Look out, America. The United Auto Workers union is prepared to do whatever it takes to “defend democracy,” including using the tactics of the protesters in the Middle East. And they say their first priority is re-electing President Barack Obama. But behind the rhetoric, the UAW is busy waging a war on democracy in order to shore up its base of support.

No, this revelation of the UAW’s plans doesn’t come from any secret memo obtained under cover of night. The news comes straight from the mouth of none other than UAW president Bob King at a union gathering today in Flint, Michigan, according to a Detroit News report:

United Auto Workers President Bob King used the occasion of the 75th anniversary of the Flint Sit-Down Strike to call for “direct action” — including nonviolent civil disobedience — to take back America from the “right-wing Republicans” and “one-percenters” who he says have hijacked this democracy.

King said the UAW would begin training its members and other activists this spring to take part in peaceful, but potentially illegal, protests across America to stop what he called the rollback of workers’ rights and civil rights.

“It will take direct action. It will take us being willing to face arrest. It will take us being willing to be part of marches and demonstrations.”

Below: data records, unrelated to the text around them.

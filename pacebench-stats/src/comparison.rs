//! Mean Comparison
//!
//! Compares a candidate mean against a baseline mean. The ratio is
//! `candidate / baseline`, so values above 1 mean the candidate is slower.
//! The printed multiplier is always >= 1 and oriented toward whichever
//! direction the change went ("2.00x slower", never "0.50x slower").

use serde::{Deserialize, Serialize};

/// Decimal places used for the comparison summary
pub const SUMMARY_PRECISION: usize = 2;

/// Which way the candidate moved relative to the baseline
#[derive(Debug, Clone, Copy, PartialEq, Eq, Serialize, Deserialize)]
#[serde(rename_all = "lowercase")]
pub enum Direction {
    /// Candidate took no more time than the baseline (`ratio <= 1`)
    Faster,
    /// Candidate took longer than the baseline (`ratio > 1`)
    Slower,
}

impl std::fmt::Display for Direction {
    fn fmt(&self, f: &mut std::fmt::Formatter<'_>) -> std::fmt::Result {
        match self {
            Direction::Faster => write!(f, "faster"),
            Direction::Slower => write!(f, "slower"),
        }
    }
}

/// Result of comparing two means
#[derive(Debug, Clone, PartialEq, Serialize, Deserialize)]
pub struct ComparisonResult {
    /// `candidate / baseline`
    pub ratio: f64,
    /// `(candidate - baseline) / baseline * 100`
    pub percent_difference: f64,
    /// Qualitative direction of the change
    pub direction: Direction,
    /// Multiplier shown in the summary (`ratio` or `1 / ratio`, always >= 1).
    /// `None` when it is not finite (zero candidate mean).
    pub multiplier: Option<f64>,
    /// Human-readable summary, e.g. `"1.53x slower"`
    pub summary: String,
}

impl ComparisonResult {
    /// Whether the absolute percent change is at least `threshold_pct`
    pub fn exceeds(&self, threshold_pct: f64) -> bool {
        self.percent_difference.abs() >= threshold_pct
    }

    /// Slower by at least `threshold_pct` percent
    pub fn is_regression(&self, threshold_pct: f64) -> bool {
        self.direction == Direction::Slower && self.exceeds(threshold_pct)
    }

    /// Faster by at least `threshold_pct` percent
    pub fn is_improvement(&self, threshold_pct: f64) -> bool {
        self.direction == Direction::Faster && self.exceeds(threshold_pct)
    }
}

impl std::fmt::Display for ComparisonResult {
    fn fmt(&self, f: &mut std::fmt::Formatter<'_>) -> std::fmt::Result {
        f.write_str(&self.summary)
    }
}

/// Compare a candidate mean against a baseline mean
///
/// Equal means fall on the "faster" side of the boundary: `"1.00x faster"`.
///
/// # Examples
///
/// ```
/// # use pacebench_stats::compare_means;
/// let cmp = compare_means(10.0, 25.0).unwrap();
/// assert_eq!(cmp.summary, "2.50x slower");
///
/// let cmp = compare_means(10.0, 5.0).unwrap();
/// assert_eq!(cmp.summary, "2.00x faster");
/// ```
pub fn compare_means(baseline: f64, candidate: f64) -> Result<ComparisonResult, ComparisonError> {
    if baseline.is_nan() || baseline <= 0.0 {
        return Err(ComparisonError::NonPositiveBaseline { mean: baseline });
    }

    let ratio = candidate / baseline;
    let percent_difference = (candidate - baseline) / baseline * 100.0;

    let (direction, multiplier) = if ratio > 1.0 {
        (Direction::Slower, ratio)
    } else {
        (Direction::Faster, 1.0 / ratio)
    };

    Ok(ComparisonResult {
        ratio,
        percent_difference,
        direction,
        multiplier: multiplier.is_finite().then_some(multiplier),
        summary: format!(
            "{:.prec$}x {}",
            multiplier,
            direction,
            prec = SUMMARY_PRECISION
        ),
    })
}

/// Errors from comparison operations
#[derive(Debug, Clone, PartialEq, thiserror::Error)]
pub enum ComparisonError {
    #[error("Baseline mean must be positive, got {mean}")]
    NonPositiveBaseline { mean: f64 },
}

#[cfg(test)]
mod tests {
    use super::*;

    #[test]
    fn test_compare_identical() {
        let result = compare_means(12.5, 12.5).unwrap();

        assert!((result.ratio - 1.0).abs() < f64::EPSILON);
        assert_eq!(result.direction, Direction::Faster);
        assert_eq!(result.summary, "1.00x faster");
        assert!((result.percent_difference - 0.0).abs() < f64::EPSILON);
    }

    #[test]
    fn test_compare_slower() {
        let result = compare_means(10.0, 15.0).unwrap();

        assert!((result.ratio - 1.5).abs() < 1e-12);
        assert!((result.percent_difference - 50.0).abs() < 1e-9);
        assert_eq!(result.direction, Direction::Slower);
        assert_eq!(result.summary, "1.50x slower");
        assert!(result.is_regression(5.0));
        assert!(!result.is_improvement(5.0));
    }

    #[test]
    fn test_compare_faster() {
        let result = compare_means(10.0, 4.0).unwrap();

        assert!((result.ratio - 0.4).abs() < 1e-12);
        assert!((result.percent_difference + 60.0).abs() < 1e-9);
        assert_eq!(result.summary, "2.50x faster");
        assert!((result.multiplier.unwrap() - 2.5).abs() < 1e-12);
        assert!(result.is_improvement(5.0));
    }

    #[test]
    fn test_inverse_ratio() {
        let ab = compare_means(3.0, 7.0).unwrap();
        let ba = compare_means(7.0, 3.0).unwrap();

        assert!((ba.ratio - 1.0 / ab.ratio).abs() < 1e-12);
        assert_eq!(ab.direction, Direction::Slower);
        assert_eq!(ba.direction, Direction::Faster);
        assert_eq!(ab.summary, "2.33x slower");
        assert_eq!(ba.summary, "2.33x faster");
    }

    #[test]
    fn test_threshold_below() {
        let result = compare_means(100.0, 103.0).unwrap();
        assert!(!result.is_regression(5.0));
        assert!(result.exceeds(3.0));
    }

    #[test]
    fn test_zero_candidate() {
        let result = compare_means(10.0, 0.0).unwrap();
        assert_eq!(result.ratio, 0.0);
        assert_eq!(result.multiplier, None);
        assert_eq!(result.summary, "infx faster");
    }

    #[test]
    fn test_zero_candidate_json_round_trip() {
        let result = compare_means(10.0, 0.0).unwrap();
        let json = serde_json::to_string(&result).unwrap();
        let back: ComparisonResult = serde_json::from_str(&json).unwrap();
        assert_eq!(back, result);
    }

    #[test]
    fn test_invalid_baseline() {
        assert_eq!(
            compare_means(0.0, 1.0),
            Err(ComparisonError::NonPositiveBaseline { mean: 0.0 })
        );
        assert!(compare_means(-1.0, 1.0).is_err());
        assert!(compare_means(f64::NAN, 1.0).is_err());
    }

    #[test]
    fn test_direction_serde() {
        let json = serde_json::to_string(&Direction::Slower).unwrap();
        assert_eq!(json, "\"slower\"");
    }
}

To say that King’s calls for a defense of democracy is off-the-wall laughable is far from a stretch. Democracy, of course, is the freedom to have an equal say — a vote — in the decisions that affect one’s life. And it’s that very principle that the UAW stands so strongly against in its opposition to the secret ballot in union elections. That stance is codified in the union’s “Principles for Fair Union Elections” which states that it is workers’ First Amendment right to “freely and collectively choose if they want to form their UAW local union” as long as a series of conditions are met — all of which favor the union, not the workers’ ability to have free, fair, and open elections. A commitment to democracy should not be conditional, and the democratic process should not be a rigged game.

Opposing the secret ballot, though, is fundamental to the UAW’s mission to increase union membership, whether workers want it or not. Case in point: the union’s effort to organize the U.S. factories of foreign automakers like Toyota and Honda. To date, the UAW has not been successful in its efforts because, quite simply, the workers don’t want to unionize and are happy with their conditions of employment. Only by eliminating the secret ballot — thereby increasing the UAW’s ability to intimidate and cajole workers into unionizing — can it gain a foothold in these non-union shops.

Apart from “defending democracy,” how about King’s statement that the UAW’s first priority is re-electing Barack Obama? One might think that a union’s top priority is representing workers well, not spending its members’ dues on a politician. Not so for the UAW, which in 2012 is set to mobilize in defense of its strongest political ally.